Our study has some potential limitations. We have assessed the level of agreement of 12 most common dipstick brands by comparing them to the one which was the most common in Croatia. It could be that the agreement would be different if some other manufacturer was chosen as a reference. Also, we have analyzed dipstick repeatability by testing different urine sample for every dipstick brand, since it was logistically challenging to ensure an adequate amount of urine to do all testing in the same urine. We acknowledge this as a limitation and potential source of bias, due to matrix effects. Furthermore, only pathological samples were chosen for this part of the study thus possible endogenous and exogenous interferences could have also affected our results. Finally, we have assessed the accuracy only for glucose and proteins. We acknowledge that it would be beneficial to also evaluate the accuracy for some other parameters, such as leukocytes, erythrocytes and nitrites, by comparison with urine sediment microscopy and microbiological testing. Nevertheless, due to some local challenges and operational difficulties we were not able to perform such analysis in this study.
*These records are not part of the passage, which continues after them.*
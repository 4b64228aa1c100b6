//! Activation sweep.
//!
//! Scans the build query and marks `Inactive` every system whose query
//! currently matches zero storage tables. Reactivation is not this sweep's
//! job — a system's query gains matches as a side effect of external
//! component add/remove, at which point the world clears `Inactive` for it
//! directly.

use crate::ecs::phase::PhaseRegistry;
use crate::ecs::query::PipelineQueries;
use crate::ecs::registry::SystemRegistry;

/// Deactivate every system in `queries`'s build query whose query matches
/// no tables. Adding the `Inactive` tag mid-iteration must not perturb the
/// sweep itself, so this collects ids first and mutates the registry only
/// after the scan completes.
pub fn deactivate_systems(
    registry: &mut SystemRegistry,
    queries: &PipelineQueries,
    phase_registry: &PhaseRegistry,
) {
    let to_deactivate: Vec<_> = queries
        .build_query(registry, phase_registry)
        .iter()
        .filter(|system| !system.matches_any_table())
        .map(|system| system.id())
        .collect();

    for id in to_deactivate {
        if let Some(system) = registry.get_mut(id) {
            system.set_inactive(true);
        }
    }
}

#[cfg(test)]
mod tests {
    use super::*;
    use crate::ecs::component::{Column, IoKind};
    use crate::ecs::entity::EntityAllocator;
    use crate::ecs::system::test_support::{CountingBody, StubQuery};
    use crate::ecs::system::SystemDescriptor;

    fn push_system(
        registry: &mut SystemRegistry,
        alloc: &mut EntityAllocator,
        phase_registry: &PhaseRegistry,
        phase_name: &str,
        matches: bool,
    ) -> crate::ecs::entity::Entity {
        let phase = phase_registry.phase_by_name(phase_name).unwrap();
        let id = alloc.allocate();
        let component = alloc.allocate();
        let descriptor = SystemDescriptor::new(
            id,
            phase,
            Box::new(StubQuery {
                columns: vec![Column::new(component, IoKind::In)],
                matches,
            }),
            Box::new(CountingBody::default()),
        );
        registry.insert(descriptor);
        id
    }

    #[test]
    fn systems_matching_no_tables_are_marked_inactive() {
        let mut phase_registry = PhaseRegistry::new();
        let phase = phase_registry.register_phase("OnUpdate");
        let mut registry = SystemRegistry::new();
        let mut alloc = EntityAllocator::new();
        let empty = push_system(&mut registry, &mut alloc, &phase_registry, "OnUpdate", false);
        let queries = PipelineQueries::new([phase]);

        deactivate_systems(&mut registry, &queries, &phase_registry);

        assert!(!registry.get(empty).unwrap().is_active());
    }

    #[test]
    fn never_deactivates_a_system_whose_query_matches_at_least_one_table() {
        let mut phase_registry = PhaseRegistry::new();
        let phase = phase_registry.register_phase("OnUpdate");
        let mut registry = SystemRegistry::new();
        let mut alloc = EntityAllocator::new();
        let populated = push_system(&mut registry, &mut alloc, &phase_registry, "OnUpdate", true);
        let queries = PipelineQueries::new([phase]);

        deactivate_systems(&mut registry, &queries, &phase_registry);

        assert!(registry.get(populated).unwrap().is_active());
    }

    #[test]
    fn sweep_does_not_reactivate_an_already_inactive_system() {
        let mut phase_registry = PhaseRegistry::new();
        let phase = phase_registry.register_phase("OnUpdate");
        let mut registry = SystemRegistry::new();
        let mut alloc = EntityAllocator::new();
        let id = push_system(&mut registry, &mut alloc, &phase_registry, "OnUpdate", true);
        registry.get_mut(id).unwrap().set_inactive(true);
        let queries = PipelineQueries::new([phase]);

        deactivate_systems(&mut registry, &queries, &phase_registry);

        assert!(!registry.get(id).unwrap().is_active());
    }
}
In summary, 12 most commonly used dipsticks in Croatia showed low level of agreement among each other. Dipsticks accuracy and precision showed considerable variability between different manufacturers. Most dipsticks do not accurately detect glucose and proteins. Given the widespread heterogeneity of available brands of dipstick manufacturers in Croatia, but also possibly even worldwide, these issues create the opportunity for patient misclassification, jeopardize patient safety and increase healthcare costs. Obviously, some improvement in that respect (i.e. standardization among manufacturers and improvement of the quality of dipsticks) is highly necessary to minimize patient risk. We believe that, although our study addresses the situation in Croatia, it is also relevant to other countries in Europe and beyond.